Dataset excerpts
______
use chrono::{DateTime, Utc};
use serde::{Serialize, Deserialize};

use crate::session::Status;

#[derive(Debug, Serialize, Deserialize, Clone)]
pub struct ChatRequest {
    #[serde(default)]
    pub session_id: Option<String>,
    pub user_prompt: String,
    #[serde(default)]
    pub template_version: Option<u8>, // 1, 2 or 3; switches template when it differs
}

#[derive(Debug, Serialize, Deserialize, Clone)]
pub struct ChatResponse {
    pub session_id: String,
    pub response: String,
    pub status: Status,
    pub template_version: u8,
}

#[derive(Debug, Serialize, Deserialize, Clone, PartialEq)]
pub struct SessionStatusResponse {
    pub session_id: String,
    pub status: Status,
    pub template_version: u8,
    pub has_template: bool,
    #[serde(skip_serializing_if = "Option::is_none")]
    pub template_url: Option<String>,
    pub turns: usize,
    pub created_at: DateTime<Utc>,
    pub updated_at: DateTime<Utc>,
}

#[derive(Debug, Serialize, Deserialize, Clone)]
pub struct DeleteResponse {
    pub session_id: String,
    pub deleted: bool,
}

#[derive(Debug, Serialize, Deserialize, Clone)]
pub struct TemplateInfo {
    pub id: u8,
    pub name: String,
    pub description: String,
    pub preview_url: String,
    pub customizable_elements: Vec<String>,
    pub required_elements: Vec<String>,
}

#[derive(Debug, Serialize, Deserialize, Clone)]
pub struct TemplatesResponse {
    pub templates: Vec<TemplateInfo>,
}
______
*The task*: Say each line again exactly as it appears above.

*Written answer*:
use chrono::{DateTime, Utc};
use serde::{Serialize, Deserialize};

use crate::session::Status;

#[derive(Debug, Serialize, Deserialize, Clone)]
pub struct ChatRequest {
    #[serde(default)]
    pub session_id: Option<String>,
    pub user_prompt: String,
    #[serde(default)]
    pub template_version: Option<u8>, // 1, 2 or 3; switches template when it differs
}

#[derive(Debug, Serialize, Deserialize, Clone)]
pub struct ChatResponse {
    pub session_id: String,
    pub response: String,
    pub status: Status,
    pub template_version: u8,
}

#[derive(Debug, Serialize, Deserialize, Clone, PartialEq)]
pub struct SessionStatusResponse {
    pub session_id: String,
    pub status: Status,
    pub template_version: u8,
    pub has_template: bool,
    #[serde(skip_serializing_if = "Option::is_none")]
    pub template_url: Option<String>,
    pub turns: usize,
    pub created_at: DateTime<Utc>,
    pub updated_at: DateTime<Utc>,
}

#[derive(Debug, Serialize, Deserialize, Clone)]
pub struct DeleteResponse {
    pub session_id: String,
    pub deleted: bool,
}

#[derive(Debug, Serialize, Deserialize, Clone)]
pub struct TemplateInfo {
    pub id: u8,
    pub name: String,
    pub description: String,
    pub preview_url: String,
    pub customizable_elements: Vec<String>,
    pub required_elements: Vec<String>,
}

#[derive(Debug, Serialize, Deserialize, Clone)]
pub struct TemplatesResponse {
    pub templates: Vec<TemplateInfo>,
}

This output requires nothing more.